Bruske began his real estate career in 2013, some 13 years after retiring from baseball. Recently, Engel & Völkers welcomed him as a new manager of their global real estate brand at the company’s Paradise Valley, Arizona shop location. Here, Bruske chats with Housecall about his decision to start a career in real estate and why Engel & Völkers was the right fit for him:

What was it about the real estate industry that attracted you?
Real estate attracted me because I’ve always had an interest in homes from an investment perspective as well as different types of architecture.

Why did you decide to work with Engel & Völkers?
With Engel & Völkers, I saw the opportunity to become part of a global brand with a network that lives and breathes exceptional client service. Being part of such a collaborative team on a local and international level, in addition to its fresh approach to marketing, helps me enhance my offerings to best support my clients.

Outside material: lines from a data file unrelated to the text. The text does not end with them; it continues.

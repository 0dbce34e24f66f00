//! # Memtable — the C0 component
//!
//! The in-memory level of the LSM tree: a sorted mapping from binary keys to
//! values with ordered traversal. Every mutation lands here (after the WAL
//! append) until the table reaches the flush threshold and is written out as
//! an immutable on-disk segment.
//!
//! Backed by a `BTreeMap`; any balanced ordered structure satisfies the
//! contract, the standard B-tree is simply the local choice.

use serde::{Deserialize, Serialize};
use std::collections::BTreeMap;

/// A stored value: either client bytes or a tombstone marking a logical
/// delete. Tombstones shadow older values in segments and are never handed
/// to clients.
#[derive(Debug, Clone, PartialEq, Eq, Serialize, Deserialize)]
pub enum Value {
    Data(Vec<u8>),
    Tombstone,
}

impl Value {
    /// Returns the payload bytes, or `None` for a tombstone.
    #[must_use]
    pub fn as_data(&self) -> Option<&[u8]> {
        match self {
            Value::Data(bytes) => Some(bytes),
            Value::Tombstone => None,
        }
    }

    #[must_use]
    pub fn is_tombstone(&self) -> bool {
        matches!(self, Value::Tombstone)
    }
}

/// One key/value pair as it moves through the write path and the snapshot
/// file.
#[derive(Debug, Clone, PartialEq, Eq, Serialize, Deserialize)]
pub struct Record {
    pub key: Vec<u8>,
    pub value: Value,
}

/// The C0 ordered in-memory table.
///
/// `size()` counts *inserts*, not distinct keys: an overwrite of an existing
/// key and a tombstone insert each move the table one step closer to the
/// flush threshold, mirroring the volume of work sitting in the WAL.
#[derive(Debug, Default)]
pub struct Memtable {
    map: BTreeMap<Vec<u8>, Value>,
    inserts: usize,
}

impl Memtable {
    #[must_use]
    pub fn new() -> Self {
        Self::default()
    }

    /// Inserts a record, replacing any previous value for the key.
    pub fn insert(&mut self, record: Record) {
        self.map.insert(record.key, record.value);
        self.inserts += 1;
    }

    /// Looks up the current value for a key. A tombstone is returned as-is;
    /// interpreting it is the caller's job.
    #[must_use]
    pub fn get(&self, key: &[u8]) -> Option<&Value> {
        self.map.get(key)
    }

    /// Ascending in-order traversal over `(key, value)` pairs.
    pub fn in_order(&self) -> impl Iterator<Item = (&[u8], &Value)> {
        self.map.iter().map(|(k, v)| (k.as_slice(), v))
    }

    /// Number of inserts since creation (not distinct keys).
    #[must_use]
    pub fn size(&self) -> usize {
        self.inserts
    }

    /// Number of distinct keys currently held.
    #[must_use]
    pub fn len(&self) -> usize {
        self.map.len()
    }

    #[must_use]
    pub fn is_empty(&self) -> bool {
        self.map.is_empty()
    }

    /// Materializes the table as a sorted record array, the form the
    /// snapshot file persists.
    #[must_use]
    pub fn to_records(&self) -> Vec<Record> {
        self.map
            .iter()
            .map(|(k, v)| Record {
                key: k.clone(),
                value: v.clone(),
            })
            .collect()
    }

    /// Rebuilds a table from a persisted record array. The insert counter
    /// restarts at the number of distinct records.
    #[must_use]
    pub fn from_records(records: Vec<Record>) -> Self {
        let map: BTreeMap<_, _> = records.into_iter().map(|r| (r.key, r.value)).collect();
        let inserts = map.len();
        Self { map, inserts }
    }
}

Do you believe your career in professional sports has given you any sort of edge?
I’ve helped several players—both current and retired—purchase or sell their homes. However, I think the biggest edge my career in professional sports has given me is my competitiveness. I don’t like to lose in anything...be it baseball or real estate!

Do you have advice for any former MLB players that may be looking to start a new career?
I think the best thing to do is to start exploring options before you finish your baseball career. I started exploring my options two years before I retired and then made a quick transition into real estate.